The second prevalent theme is the portrait. There would be a group picture, such as Rembrandt’s Night Watch, depicting a dozen or so nobles in their formal attire who look as though they were forced to pose for six weeks without a break.

Or you find that solo portrait. You know. Most common is that guy in France who wears a Louis XIV wig down to his derrière. The title will read, The Duke de Beaufort du Château de la Caserne à Montagnac, 1678.

No clue who this gentleman was, but we know he felt he was important. To me this is art. It looks like what it is. .

You also frequently see a female counterpart to the duke, namely that lady with the short brown curly hair wearing a black dress and a pearl necklace and sporting the pinkest cheeks ever. Her name is usually Madame de la Tournadière du Saint-Esprit. The Madame was the generally the duke’s mistress. She could be no one else. I know my art.

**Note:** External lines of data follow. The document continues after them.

//! Central Configuration Constants
//!
//! Single source of truth for all engine defaults.
//! `EngineConfig` starts from these values; environment variables override them.

/// Number of enrollment samples required before a baseline is built
pub const DEFAULT_ENROLLMENT_SAMPLES: usize = 3;

/// Minimum score (0-100) for an enhanced comparison to succeed
pub const DEFAULT_ACCEPT_THRESHOLD: f64 = 70.0;

/// Minimum score (0-100) for a fallback comparison to succeed.
/// Stricter than the enhanced threshold: single-reference evidence is weaker.
pub const DEFAULT_FALLBACK_ACCEPT_THRESHOLD: f64 = 80.0;

/// z-scores are capped here; a primary feature at the cap is a critical deviation
pub const DEFAULT_Z_CAP: f64 = 8.0;

/// Std floor relative to the baseline mean (5% of |mean|)
pub const DEFAULT_MIN_STD_RATIO: f64 = 0.05;

/// Absolute std floor, used when std and mean are both zero
pub const DEFAULT_STD_EPSILON: f64 = 1e-3;

/// Count features in the fallback path tolerate this absolute difference
pub const FALLBACK_COUNT_TOLERANCE: f64 = 5.0;

/// Timestamp step (ms) assigned to points captured without a time value
pub const ESTIMATED_POINT_INTERVAL_MS: i64 = 10;

/// Turning angle (radians) above which a local peak counts as a corner (45°)
pub const CORNER_ANGLE_THRESHOLD: f64 = std::f64::consts::FRAC_PI_4;

/// App version
pub const APP_VERSION: &str = env!("CARGO_PKG_VERSION");

/// App name
pub const APP_NAME: &str = "Stroke-Auth";

// ============================================
// Environment variable names
// ============================================

pub const ENV_ENROLLMENT_SAMPLES: &str = "STROKE_AUTH_ENROLLMENT_SAMPLES";
pub const ENV_ACCEPT_THRESHOLD: &str = "STROKE_AUTH_ACCEPT_THRESHOLD";
pub const ENV_FALLBACK_ACCEPT_THRESHOLD: &str = "STROKE_AUTH_FALLBACK_ACCEPT_THRESHOLD";
pub const ENV_Z_CAP: &str = "STROKE_AUTH_Z_CAP";
pub const ENV_MIN_STD_RATIO: &str = "STROKE_AUTH_MIN_STD_RATIO";
pub const ENV_STD_EPSILON: &str = "STROKE_AUTH_STD_EPSILON";
//! Group weights shared by both comparison paths

use crate::logic::features::layout::feature_group;
use crate::logic::features::FeatureGroup;

pub fn group_weight(group: FeatureGroup) -> f64 {
    match group {
        FeatureGroup::Velocity | FeatureGroup::Shape => 1.5,
        FeatureGroup::Basic | FeatureGroup::Stroke => 1.0,
        FeatureGroup::Geometry | FeatureGroup::Pressure => 0.5,
    }
}

/// Weight of the feature at `index` (0 outside the layout)
pub fn feature_weight(index: usize) -> f64 {
    feature_group(index).map(group_weight).unwrap_or(0.0)
}

/// Saturating one of these is a critical deviation
pub fn is_primary(group: FeatureGroup) -> bool {
    matches!(group, FeatureGroup::Velocity | FeatureGroup::Shape)
}

pub fn is_primary_index(index: usize) -> bool {
    feature_group(index).map(is_primary).unwrap_or(false)
}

The third theme is the landscape- that beautiful autumn scene which is called A Beautiful Autumn Scene. This group also includes something like a bowl of fruit.

Usually there is a combo of the portrait and the landscape. You’ll find a painting called The Duke de Beaufort du Château de la Caserne à Montagnac Eating a Peach, 1670, whereby a gentleman is eating a peach.

Some art connoisseurs will make the connection between the peach and Madame de la Tournadière du Saint-Esprit. This view is often inspired by the sequels of the Madame in the nude. I for one see the connection. Nice.

To me this is art. I see it, and I can stroke my virtual beard and say “Hmm.”

Enter modern art.

If I see a blob or blotch or a piece of junk in a museum, no way I’ll ever accept that as art.

Take that sink hanging on the wall. I actually think that it was brilliant. Not art, just brilliant.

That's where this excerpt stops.